◆ **WHAT YOU HAVE TO DO**
Please count every line of the following material that holds "TelemetryConfig" and give the total alone.

***** EXCERPTED RECORDS

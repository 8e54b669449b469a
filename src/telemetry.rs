use tokio::signal;
use tracing::info;
use tracing_subscriber::{layer::SubscriberExt, util::SubscriberInitExt, EnvFilter};

use crate::config::{LogFormat, TelemetryConfig};

const DEFAULT_FILTER: &str = "info,hyper=warn,tower_http=info";

/// Install the global subscriber. `RUST_LOG` wins over the configured filter.
pub fn init_tracing(cfg: &TelemetryConfig) {
    let filter = EnvFilter::try_from_default_env().unwrap_or_else(|_| {
        cfg.filter.as_deref().unwrap_or(DEFAULT_FILTER).into()
    });

    let registry = tracing_subscriber::registry().with(filter);
    match cfg.format {
        LogFormat::Json => registry.with(tracing_subscriber::fmt::layer().json()).init(),
        LogFormat::Pretty => registry.with(tracing_subscriber::fmt::layer().pretty()).init(),
    }
}

pub async fn shutdown_signal() {
    let ctrl_c = async {
        signal::ctrl_c().await.expect("Ctrl+C handler");
    };

    #[cfg(unix)]
    let terminate = async {
        signal::unix::signal(signal::unix::SignalKind::terminate())
            .expect("SIGTERM handler")
            .recv()
            .await;
    };
    #[cfg(not(unix))]
    let terminate = std::future::pending::<()>();

    tokio::select! { _ = ctrl_c => {}, _ = terminate => {}, }
    info!("shutdown signal received, draining requests");
}
use thiserror::Error;

/// Errors produced by the prediction core.
///
/// Every failure is returned to the caller; nothing in the core reports to a
/// user surface directly.
#[derive(Debug, Clone, Error, PartialEq)]
pub enum PredictionError {
    /// Model artifact missing, corrupt, or failing at prediction time.
    #[error("Model unavailable: {0}")]
    ModelUnavailable(String),

    /// Input outside its documented domain, rejected before the model runs.
    #[error("Validation error: {0}")]
    Validation(String),

    /// Feature layout does not line up with what the model expects.
    #[error("Schema mismatch: {0}")]
    SchemaMismatch(String),

    /// Non-numeric (NaN or infinite) value reached a decision rule.
    #[error("Invalid input: {0}")]
    InvalidInput(String),
}

impl PredictionError {
    pub fn model_unavailable(reason: impl Into<String>) -> Self {
        Self::ModelUnavailable(reason.into())
    }

    pub fn validation(reason: impl Into<String>) -> Self {
        Self::Validation(reason.into())
    }

    pub fn schema_mismatch(reason: impl Into<String>) -> Self {
        Self::SchemaMismatch(reason.into())
    }

    pub fn invalid_input(reason: impl Into<String>) -> Self {
        Self::InvalidInput(reason.into())
    }

    /// Stable identifier used in API payloads and logs
    pub fn kind(&self) -> &'static str {
        match self {
            Self::ModelUnavailable(_) => "ModelUnavailable",
            Self::Validation(_) => "ValidationError",
            Self::SchemaMismatch(_) => "SchemaMismatch",
            Self::InvalidInput(_) => "InvalidInput",
        }
    }
}

pub type Result<T> = std::result::Result<T, PredictionError>;
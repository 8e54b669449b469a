//! Regressor contract and the linear regressor

use super::{ModelMetadata, ModelType};
use crate::forecast::features::{FeatureBatch, FEATURE_COUNT};
use anyhow::Result;
use serde::{Deserialize, Serialize};

/// Trained model the prediction core calls into.
///
/// `predict` must return one value per batch row, in row order. It is
/// expected to be deterministic and free of side effects, so a single
/// instance can be shared between threads.
pub trait Regressor: Send + Sync {
    fn predict(&self, batch: &FeatureBatch) -> Result<Vec<f64>>;

    fn metadata(&self) -> &ModelMetadata;

    fn model_type(&self) -> ModelType {
        self.metadata().model_type
    }
}

/// Linear Regression over the feature columns
#[derive(Debug, Clone, Serialize, Deserialize)]
pub struct LinearRegressor {
    pub metadata: ModelMetadata,
    pub coefficients: Vec<f64>,
    pub intercept: f64,
}

impl LinearRegressor {
    pub fn new(coefficients: Vec<f64>, intercept: f64) -> Self {
        Self {
            metadata: ModelMetadata::new("solar_linear", ModelType::LinearRegression),
            coefficients,
            intercept,
        }
    }

    pub fn with_metadata(mut self, metadata: ModelMetadata) -> Self {
        self.metadata = metadata;
        self
    }
}

impl Regressor for LinearRegressor {
    fn predict(&self, batch: &FeatureBatch) -> Result<Vec<f64>> {
        if self.coefficients.len() != FEATURE_COUNT {
            anyhow::bail!(
                "Feature count mismatch: expected {}, got {}",
                FEATURE_COUNT,
                self.coefficients.len()
            );
        }

        let predictions = batch
            .rows()
            .iter()
            .map(|row| {
                row.values()
                    .iter()
                    .zip(self.coefficients.iter())
                    .map(|(f, c)| f * c)
                    .sum::<f64>()
                    + self.intercept
            })
            .collect();

        Ok(predictions)
    }

    fn metadata(&self) -> &ModelMetadata {
        &self.metadata
    }
}

#[cfg(test)]
mod tests {
    use super::*;
    use crate::domain::{PlantId, WeatherSample};
    use crate::forecast::features::FeatureFrameBuilder;

    fn batch() -> FeatureBatch {
        let weather = WeatherSample::new(30.0, 40.0, 1.0, None);
        FeatureFrameBuilder::new()
            .build(&weather, PlantId::all())
            .unwrap()
    }

    #[test]
    fn test_linear_predict_per_row() {
        // Only irradiation and plant code contribute
        let model = LinearRegressor::new(vec![0.0, 0.0, 1000.0, 0.0, 0.0, 500.0], -10.0);
        let out = model.predict(&batch()).unwrap();
        assert_eq!(out, vec![990.0, 1490.0]);
    }

    #[test]
    fn test_linear_dimension_error() {
        let model = LinearRegressor::new(vec![1.0; 3], 0.0);
        let err = model.predict(&batch()).unwrap_err();
        assert_eq!(
            err.to_string(),
            "Feature count mismatch: expected 6, got 3"
        );
    }

    #[test]
    fn test_model_type() {
        let model = LinearRegressor::new(vec![0.0; FEATURE_COUNT], 0.0);
        assert_eq!(model.model_type(), ModelType::LinearRegression);
    }
}
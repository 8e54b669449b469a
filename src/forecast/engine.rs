use serde::Serialize;
use tracing::debug;

use super::aggregate::{self, AggregateOutcome, SiteComparison};
use super::features::FeatureFrameBuilder;
use super::recommendation::{classify, Recommendation, RecommendationPolicy};
use crate::domain::{PlantId, SiteLabel, WeatherSample};
use crate::error::{PredictionError, Result};
use crate::ml::ModelHandle;

/// Result of predicting one plant
#[derive(Debug, Clone, PartialEq, Serialize)]
pub struct PlantPrediction {
    pub plant: PlantId,
    /// Clamped power (kW)
    pub power: f64,
    /// Model output before clamping
    pub raw: f64,
    /// `raw` was negative and has been reported as zero
    pub clamped: bool,
    pub recommendation: Recommendation,
}

/// Both plants added up as one farm
#[derive(Debug, Clone, PartialEq, Serialize)]
pub struct FarmPrediction {
    pub outcome: AggregateOutcome,
    pub recommendation: Recommendation,
}

#[derive(Debug, Clone, PartialEq, Serialize)]
pub struct SiteReport {
    pub plant: PlantId,
    pub label: SiteLabel,
    pub power: f64,
}

/// Both plants side by side
#[derive(Debug, Clone, PartialEq, Serialize)]
pub struct ComparativePrediction {
    pub outcome: AggregateOutcome,
    /// One entry per site, in plant-code order
    pub sites: Vec<SiteReport>,
    pub comparison: SiteComparison,
    pub recommendation: Recommendation,
}

/// Runs builder, regressor, aggregation and classification for each view
#[derive(Debug, Clone)]
pub struct PredictionEngine {
    model: ModelHandle,
    builder: FeatureFrameBuilder,
}

impl PredictionEngine {
    pub fn new(model: ModelHandle) -> Self {
        Self {
            model,
            builder: FeatureFrameBuilder::new(),
        }
    }

    pub fn model(&self) -> &ModelHandle {
        &self.model
    }

    pub fn predict_single(&self, weather: &WeatherSample, plant: PlantId) -> Result<PlantPrediction> {
        let (raw, outcome) = self.run(weather, &[plant])?;
        let recommendation = classify(RecommendationPolicy::Single, weather.irradiation, outcome.total)?;

        debug!(%plant, raw = raw[0], power = outcome.total, %recommendation, "single-plant prediction");

        Ok(PlantPrediction {
            plant,
            power: outcome.total,
            raw: raw[0],
            clamped: !outcome.clamped.is_empty(),
            recommendation,
        })
    }

    pub fn predict_summed(&self, weather: &WeatherSample) -> Result<FarmPrediction> {
        let (_, outcome) = self.run(weather, &PlantId::all())?;
        let recommendation = classify(RecommendationPolicy::Summed, weather.irradiation, outcome.total)?;

        debug!(total = outcome.total, %recommendation, "summed prediction");

        Ok(FarmPrediction {
            outcome,
            recommendation,
        })
    }

    pub fn predict_comparative(&self, weather: &WeatherSample) -> Result<ComparativePrediction> {
        let (_, outcome) = self.run(weather, &PlantId::all())?;
        let recommendation = classify(
            RecommendationPolicy::Comparative,
            weather.irradiation,
            outcome.total,
        )?;
        let comparison = aggregate::compare(&outcome).ok_or_else(|| {
            PredictionError::schema_mismatch("comparison needs both plants in the outcome")
        })?;

        let sites = outcome
            .per_plant
            .iter()
            .map(|(&plant, &power)| SiteReport {
                plant,
                label: SiteLabel::for_plant(plant),
                power,
            })
            .collect();

        debug!(total = outcome.total, delta = comparison.delta, %recommendation, "comparative prediction");

        Ok(ComparativePrediction {
            outcome,
            sites,
            comparison,
            recommendation,
        })
    }

    fn run(&self, weather: &WeatherSample, plants: &[PlantId]) -> Result<(Vec<f64>, AggregateOutcome)> {
        let batch = self.builder.build(weather, plants.iter().copied())?;
        let raw = self.model.predict(&batch)?;
        let outcome = aggregate::aggregate(&raw, &batch.plants())?;
        Ok((raw, outcome))
    }
}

**********

◆ **ANSWER TO THIS PROBLEM**
2